Search the material below for the string "component" and extract each line that has it.

PROVIDED ENTRIES below:

impl Client {
    /// `http` is the shared, connection-pooled client supplied by the host.
    pub fn new(http: reqwest::Client, api_url: &str, credentials: Credentials, locale: Locale) -> Client {
        Client {
            http,
            api_url: api_url.trim_end_matches('/').to_owned(),
            credentials,
            locale,
            login_retry: RetryPolicy::LOGIN,
            fetch_retry: RetryPolicy::FETCH,
            login_timeout: LOGIN_TIMEOUT,
            fetch_timeout: FETCH_TIMEOUT,
            token: Mutex::new(None),
        }
    }

    pub fn with_retry_policies(mut self, login: RetryPolicy, fetch: RetryPolicy) -> Client {
        self.login_retry = login;
        self.fetch_retry = fetch;
        self
    }

    /// Per-attempt timeouts for login and fetch requests.
    pub fn with_timeouts(mut self, login: Duration, fetch: Duration) -> Client {
        self.login_timeout = login;
        self.fetch_timeout = fetch;
        self
    }

    pub fn credentials(&self) -> &Credentials {
        &self.credentials
    }

    pub async fn token_is_valid(&self) -> bool {
        self.token
            .lock()
            .await
            .as_ref()
            .map_or(false, |token| token.is_valid_at(chrono::Utc::now()))
    }

    /// Obtain a fresh token, retrying per the login policy.
    pub async fn login(&self) -> Result<(), Error> {
        let mut slot = self.token.lock().await;
        self.login_locked(&mut slot).await
    }

    async fn login_locked(&self, slot: &mut Option<Token>) -> Result<(), Error> {
        let token = retry::retry(&self.login_retry, "login", || self.login_once())
            .await
            .map_err(|e| match e {
                Error::Authentication(_) => e,
                e => Error::Authentication(format!("login failed after retries: {}", e)),
            })?;

        log::debug!("Obtained token, expires at {}", token.expiry());
        *slot = Some(token);
        Ok(())
    }

    async fn login_once(&self) -> Result<Token, Error> {
        let url = format!("{}{}", self.api_url, endpoint::LOGIN);
        let request_body = HashMap::from([
            ("username", self.credentials.username.as_str()),
            ("password", self.credentials.password.as_str()),
        ]);

        let response = self
            .http
            .post(url)
            .json(&request_body)
            .header(ACCEPT_LANGUAGE, self.locale.header_value())
            .header(endpoint::APP_PLATFORM_HEADER, endpoint::APP_PLATFORM)
            .timeout(self.login_timeout)
            .send()
            .await?;

        log::debug!("Login response (status {})", response.status());
        let text = response.text().await?;

        let login = serde_json::from_str::<Login>(&text).map_err(|e| {
            log::error!("Login response not JSON");
            Error::Parse(e.to_string())
        })?;

        match login.token() {
            Some(token) => Ok(Token::issued(token.to_owned(), chrono::Utc::now())),
            None => {
                log::error!("Login failed or token missing");
                Err(Error::Authentication("no token returned".to_owned()))
            }
        }
    }

    /// Current token, logging in first when it is missing or about to expire.
    async fn ensure_token(&self) -> Result<String, Error> {
        let mut slot = self.token.lock().await;
        let valid = slot
            .as_ref()
            .map_or(false, |token| token.is_valid_at(chrono::Utc::now()));

        if !valid {
            self.login_locked(&mut slot).await?;
        }

        slot.as_ref()
            .map(|token| token.value().to_owned())
            .ok_or(Error::InternalError)
    }

    /// Log in again after `rejected` was refused, unless another caller already replaced it.
    async fn relogin_rejected(&self, rejected: &str) -> Result<(), Error> {
        let mut slot = self.token.lock().await;
        if slot.as_ref().map_or(false, |token| token.value() != rejected) {
            log::debug!("Token already renewed, skipping re-login");
            return Ok(());
        }
        self.login_locked(&mut slot).await
    }

    async fn get<T: DeserializeOwned>(
        &self,
        resource: &str,
        path: &str,
        query: &[(&str, String)],
    ) -> Result<T, Error> {
        let url = format!("{}{}", self.api_url, path);
        let url = url.as_str();

        retry::retry(&self.fetch_retry, resource, || self.get_once(resource, url, query))
            .await
            .map_err(|e| Error::Fetch {
                resource: resource.to_owned(),
                reason: e.to_string(),
            })
    }

    /// One attempt: every failure mode is reported as an error for the retry loop.
    async fn get_once<T: DeserializeOwned>(
        &self,
        resource: &str,
        url: &str,
        query: &[(&str, String)],
    ) -> Result<T, Error> {
        let token = self.ensure_token().await?;

        let response = self
            .http
            .get(url)
            .query(query)
            .header(endpoint::TOKEN_HEADER, token.as_str())
            .header(ACCEPT_LANGUAGE, self.locale.header_value())
            .header(endpoint::APP_PLATFORM_HEADER, endpoint::APP_PLATFORM)
            .timeout(self.fetch_timeout)
            .send()
            .await?;

        let status = response.status();
        let text = response.text().await?;

        log::trace!("{} response (status {}): {}", resource, status, text);

        match status {
            StatusCode::OK => serde_json::from_str::<T>(&text).map_err(|e| {
                log::error!("Invalid JSON from {}: {}", resource, text);
                Error::Parse(e.to_string())
            }),
            StatusCode::UNAUTHORIZED => {
                log::warn!("Unauthorized (401) when fetching {}; will re-login", resource);
                if let Err(e) = self.relogin_rejected(&token).await {
                    log::warn!("Re-login after 401 failed: {}", e);
                }
                Err(Error::Unauthorized)
            }
            status if status.is_server_error() => {
                log::warn!("Server error {} when fetching {}", status, resource);
                Err(Error::Status(status.as_u16()))
            }
            status => {
                log::error!("Failed fetching {}: status {} body {}", resource, status, text);
                Err(Error::Status(status.as_u16()))
            }
        }
    }

    /// List power stations (one page).
    pub async fn stations(&self, page: u32, limit: u32) -> Result<StationsPage, Error> {
        self.get(
            "stations",
            endpoint::STATIONS,
            &[("page", page.to_string()), ("limit", limit.to_string())],
        )
        .await
    }

    /// Station details, including the device type enumeration and energy counters.
    pub async fn station_info(&self, station_id: &str) -> Result<StationInfo, Error> {
        self.get(
            &format!("station info {}", station_id),
            &endpoint::station_info(station_id),
            &[],
        )
        .await
    }

    pub async fn device_page(
        &self,
        station_id: &str,
        device_type: &str,
        page: u32,
        limit: u32,
    ) -> Result<DevicePage, Error> {
        self.get(
            &format!("device page {}", station_id),
            endpoint::DEVICES,
            &[
                ("powerId", station_id.to_owned()),
                ("deviceType", device_type.to_owned()),
                ("page", page.to_string()),
                ("limit", limit.to_string()),
            ],
        )
        .await
    }

    /// PV string data of a station for `search_time` (`YYYY-MM-DD`).
    pub async fn component(&self, station_id: &str, search_time: &str) -> Result<Component, Error> {
        self.get(
            &format!("component {}", station_id),
            &endpoint::component(station_id),
            &[("searchTime", search_time.to_owned())],
        )
        .await
    }

    pub async fn report(
        &self,
        station_id: &str,
        window: ReportWindow,
        search_time: &str,
    ) -> Result<Report, Error> {
        self.get(
            &format!("report {} ({})", station_id, window.as_str()),
            &endpoint::report(station_id),
            &[
                ("timeType", window.as_str().to_owned()),
                ("dataFlag", "energy".to_owned()),
                ("searchTime", search_time.to_owned()),
            ],
        )
        .await
    }

    pub async fn device_wifi(&self, serial_number: &str) -> Result<WifiInfo, Error> {
        self.get(
            &format!("device WiFi {}", serial_number),
            &endpoint::device_wifi(serial_number),
            &[],
        )
        .await
    }

    pub async fn battery_links(&self, serial_number: &str) -> Result<BatteryLinks, Error> {
        self.get(
            &format!("battery links {}", serial_number),
            &endpoint::battery_links(serial_number),
            &[],
        )
        .await
    }
}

End of PROVIDED ENTRIES.

- [RESPONSE TO THE TASK]
    pub async fn component(&self, station_id: &str, search_time: &str) -> Result<Component, Error> {
            &format!("component {}", station_id),
            &endpoint::component(station_id),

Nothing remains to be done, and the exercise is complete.